(Collected data)
◆ ◆ ◆ ◆ ◆

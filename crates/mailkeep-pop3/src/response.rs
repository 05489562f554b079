//! Response framing and parsing.
//!
//! POP3 replies start with `+OK` or `-ERR`. Single-line replies end at the
//! first line break; multi-line replies (LIST, UIDL, RETR) end with a line
//! holding a single `.`.

use crate::{Error, Result};

/// Bounds on how much a single reply may take.
#[derive(Debug, Clone, Copy, PartialEq, Eq)]
pub struct ResponseLimits {
    /// Maximum reply size in bytes.
    pub max_bytes: usize,
    /// Maximum number of reads spent on one reply.
    pub max_reads: usize,
}

impl Default for ResponseLimits {
    fn default() -> Self {
        Self {
            max_bytes: 1_000_000,
            max_reads: 100,
        }
    }
}

/// Returns the end offset of the first line, if a full line has arrived.
///
/// A line normally ends at `\n`. A bare `\r` also ends a line once the next
/// byte is known not to be `\n`.
pub(crate) fn first_line_end(buf: &[u8]) -> Option<usize> {
    if let Some(lf) = buf.iter().position(|&b| b == b'\n') {
        return Some(lf + 1);
    }
    buf.iter()
        .position(|&b| b == b'\r')
        .filter(|&cr| cr + 1 < buf.len())
        .map(|cr| cr + 1)
}

/// Decides whether `buf` holds a complete reply.
///
/// Only a `+OK` reply to a multi-line command carries a payload; `-ERR`
/// and anything unrecognised end with their first line.
#[must_use]
pub fn is_complete(buf: &[u8], multiline: bool) -> bool {
    if multiline && buf.starts_with(b"+OK") {
        buf.ends_with(b"\r\n.\r\n") || buf.ends_with(b"\n.\n")
    } else {
        first_line_end(buf).is_some()
    }
}

/// A complete POP3 reply.
#[derive(Debug, Clone, PartialEq, Eq)]
pub struct Reply {
    /// True for `+OK`.
    pub ok: bool,
    /// Text after the status indicator on the first line.
    pub text: String,
    /// Multi-line payload, terminator removed and dot-stuffing undone.
    pub lines: Vec<String>,
}

impl Reply {
    /// Parses a complete reply.
    ///
    /// # Errors
    ///
    /// Returns `InvalidResponse` if the first line is neither `+OK` nor `-ERR`.
    pub fn parse(raw: &[u8], multiline: bool) -> Result<Self> {
        let end = first_line_end(raw).unwrap_or(raw.len());
        let first = String::from_utf8_lossy(&raw[..end]);
        let rest = String::from_utf8_lossy(&raw[end..]);
        let first = first.trim_end_matches(['\r', '\n']);

        let (ok, status_text) = if let Some(rest) = first.strip_prefix("+OK") {
            (true, rest)
        } else if let Some(rest) = first.strip_prefix("-ERR") {
            (false, rest)
        } else {
            return Err(Error::InvalidResponse(first.to_string()));
        };

        let lines = if ok && multiline {
            payload_lines(&rest)
        } else {
            Vec::new()
        };

        Ok(Self {
            ok,
            text: status_text.trim().to_string(),
            lines,
        })
    }

    /// Returns the payload joined with CRLF.
    #[must_use]
    pub fn body(&self) -> String {
        self.lines.join("\r\n")
    }
}

/// Splits a multi-line payload, dropping the terminator line and undoing
/// byte-stuffing.
fn payload_lines(payload: &str) -> Vec<String> {
    let mut lines: Vec<&str> = payload
        .split('\n')
        .map(|line| line.strip_suffix('\r').unwrap_or(line))
        .collect();

    // The split leaves an empty tail after the final line break.
    if lines.last().is_some_and(|l| l.is_empty()) {
        lines.pop();
    }
    if lines.last() == Some(&".") {
        lines.pop();
    }

    lines
        .into_iter()
        .map(|line| line.strip_prefix('.').filter(|l| l.starts_with('.')).unwrap_or(line))
        .map(str::to_string)
        .collect()
}

/// Mailbox summary from STAT.
#[derive(Debug, Clone, Copy, PartialEq, Eq)]
pub struct MailboxStat {
    /// Number of messages.
    pub count: u32,
    /// Total size in octets.
    pub size: u64,
}

/// Parses `+OK <count> <size> [extra...]`, taking the first two numbers.
///
/// # Errors
///
/// Returns `InvalidResponse` if fewer than two numbers are present.
pub fn parse_stat(text: &str) -> Result<MailboxStat> {
    let mut numbers = text.split_whitespace().filter_map(|t| t.parse::<u64>().ok());
    match (numbers.next(), numbers.next()) {
        (Some(count), Some(size)) => Ok(MailboxStat {
            count: u32::try_from(count)
                .map_err(|_| Error::InvalidResponse(text.to_string()))?,
            size,
        }),
        _ => Err(Error::InvalidResponse(text.to_string())),
    }
}

/// One line of a LIST reply.
#[derive(Debug, Clone, Copy, PartialEq, Eq)]
pub struct MessageInfo {
    /// Message number within this session.
    pub number: u32,
    /// Size in octets.
    pub size: u64,
}

/// One line of a UIDL reply.
#[derive(Debug, Clone, PartialEq, Eq)]
pub struct UidlEntry {
    /// Message number within this session.
    pub number: u32,
    /// Server-unique, persistent message identifier.
    pub uid: String,
}

/// Parses LIST payload lines; malformed lines are skipped.
#[must_use]
pub fn parse_list(lines: &[String]) -> Vec<MessageInfo> {
    lines
        .iter()
        .filter_map(|line| {
            let mut parts = line.split_whitespace();
            Some(MessageInfo {
                number: parts.next()?.parse().ok()?,
                size: parts.next()?.parse().ok()?,
            })
        })
        .collect()
}

/// Parses UIDL payload lines; malformed lines are skipped.
#[must_use]
pub fn parse_uidl(lines: &[String]) -> Vec<UidlEntry> {
    lines
        .iter()
        .filter_map(|line| {
            let mut parts = line.split_whitespace();
            Some(UidlEntry {
                number: parts.next()?.parse().ok()?,
                uid: parts.next()?.to_string(),
            })
        })
        .collect()
}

◆ ◆ ◆ ◆ ◆

Write out every entry above, word for word.

RESPONSE BOX:
filename crates/mailkeep-pop3/src/response.rs
repository 05489562f554b079
//! Response framing and parsing.
//!
//! POP3 replies start with `+OK` or `-ERR`. Single-line replies end at the
//! first line break; multi-line replies (LIST, UIDL, RETR) end with a line
//! holding a single `.`.

use crate::{Error, Result};

/// Bounds on how much a single reply may take.
#[derive(Debug, Clone, Copy, PartialEq, Eq)]
pub struct ResponseLimits {
    /// Maximum reply size in bytes.
    pub max_bytes: usize,
    /// Maximum number of reads spent on one reply.
    pub max_reads: usize,
}

impl Default for ResponseLimits {
    fn default() -> Self {
        Self {
            max_bytes: 1_000_000,
            max_reads: 100,
        }
    }
}

/// Returns the end offset of the first line, if a full line has arrived.
///
/// A line normally ends at `\n`. A bare `\r` also ends a line once the next
/// byte is known not to be `\n`.
pub(crate) fn first_line_end(buf: &[u8]) -> Option<usize> {
    if let Some(lf) = buf.iter().position(|&b| b == b'\n') {
        return Some(lf + 1);
    }
    buf.iter()
        .position(|&b| b == b'\r')
        .filter(|&cr| cr + 1 < buf.len())
        .map(|cr| cr + 1)
}

/// Decides whether `buf` holds a complete reply.
///
/// Only a `+OK` reply to a multi-line command carries a payload; `-ERR`
/// and anything unrecognised end with their first line.
#[must_use]
pub fn is_complete(buf: &[u8], multiline: bool) -> bool {
    if multiline && buf.starts_with(b"+OK") {
        buf.ends_with(b"\r\n.\r\n") || buf.ends_with(b"\n.\n")
    } else {
        first_line_end(buf).is_some()
    }
}

/// A complete POP3 reply.
#[derive(Debug, Clone, PartialEq, Eq)]
pub struct Reply {
    /// True for `+OK`.
    pub ok: bool,
    /// Text after the status indicator on the first line.
    pub text: String,
    /// Multi-line payload, terminator removed and dot-stuffing undone.
    pub lines: Vec<String>,
}

impl Reply {
    /// Parses a complete reply.
    ///
    /// # Errors
    ///
    /// Returns `InvalidResponse` if the first line is neither `+OK` nor `-ERR`.
    pub fn parse(raw: &[u8], multiline: bool) -> Result<Self> {
        let end = first_line_end(raw).unwrap_or(raw.len());
        let first = String::from_utf8_lossy(&raw[..end]);
        let rest = String::from_utf8_lossy(&raw[end..]);
        let first = first.trim_end_matches(['\r', '\n']);

        let (ok, status_text) = if let Some(rest) = first.strip_prefix("+OK") {
            (true, rest)
        } else if let Some(rest) = first.strip_prefix("-ERR") {
            (false, rest)
        } else {
            return Err(Error::InvalidResponse(first.to_string()));
        };

        let lines = if ok && multiline {
            payload_lines(&rest)
        } else {
            Vec::new()
        };

        Ok(Self {
            ok,
            text: status_text.trim().to_string(),
            lines,
        })
    }

    /// Returns the payload joined with CRLF.
    #[must_use]
    pub fn body(&self) -> String {
        self.lines.join("\r\n")
    }
}

/// Splits a multi-line payload, dropping the terminator line and undoing
/// byte-stuffing.
fn payload_lines(payload: &str) -> Vec<String> {
    let mut lines: Vec<&str> = payload
        .split('\n')
        .map(|line| line.strip_suffix('\r').unwrap_or(line))
        .collect();

    // The split leaves an empty tail after the final line break.
    if lines.last().is_some_and(|l| l.is_empty()) {
        lines.pop();
    }
    if lines.last() == Some(&".") {
        lines.pop();
    }

    lines
        .into_iter()
        .map(|line| line.strip_prefix('.').filter(|l| l.starts_with('.')).unwrap_or(line))
        .map(str::to_string)
        .collect()
}

/// Mailbox summary from STAT.
#[derive(Debug, Clone, Copy, PartialEq, Eq)]
pub struct MailboxStat {
    /// Number of messages.
    pub count: u32,
    /// Total size in octets.
    pub size: u64,
}

/// Parses `+OK <count> <size> [extra...]`, taking the first two numbers.
///
/// # Errors
///
/// Returns `InvalidResponse` if fewer than two numbers are present.
pub fn parse_stat(text: &str) -> Result<MailboxStat> {
    let mut numbers = text.split_whitespace().filter_map(|t| t.parse::<u64>().ok());
    match (numbers.next(), numbers.next()) {
        (Some(count), Some(size)) => Ok(MailboxStat {
            count: u32::try_from(count)
                .map_err(|_| Error::InvalidResponse(text.to_string()))?,
            size,
        }),
        _ => Err(Error::InvalidResponse(text.to_string())),
    }
}

/// One line of a LIST reply.
#[derive(Debug, Clone, Copy, PartialEq, Eq)]
pub struct MessageInfo {
    /// Message number within this session.
    pub number: u32,
    /// Size in octets.
    pub size: u64,
}

/// One line of a UIDL reply.
#[derive(Debug, Clone, PartialEq, Eq)]
pub struct UidlEntry {
    /// Message number within this session.
    pub number: u32,
    /// Server-unique, persistent message identifier.
    pub uid: String,
}

/// Parses LIST payload lines; malformed lines are skipped.
#[must_use]
pub fn parse_list(lines: &[String]) -> Vec<MessageInfo> {
    lines
        .iter()
        .filter_map(|line| {
            let mut parts = line.split_whitespace();
            Some(MessageInfo {
                number: parts.next()?.parse().ok()?,
                size: parts.next()?.parse().ok()?,
            })
        })
        .collect()
}

/// Parses UIDL payload lines; malformed lines are skipped.
#[must_use]
pub fn parse_uidl(lines: &[String]) -> Vec<UidlEntry> {
    lines
        .iter()
        .filter_map(|line| {
            let mut parts = line.split_whitespace();
            Some(UidlEntry {
                number: parts.next()?.parse().ok()?,
                uid: parts.next()?.to_string(),
            })
        })
        .collect()
}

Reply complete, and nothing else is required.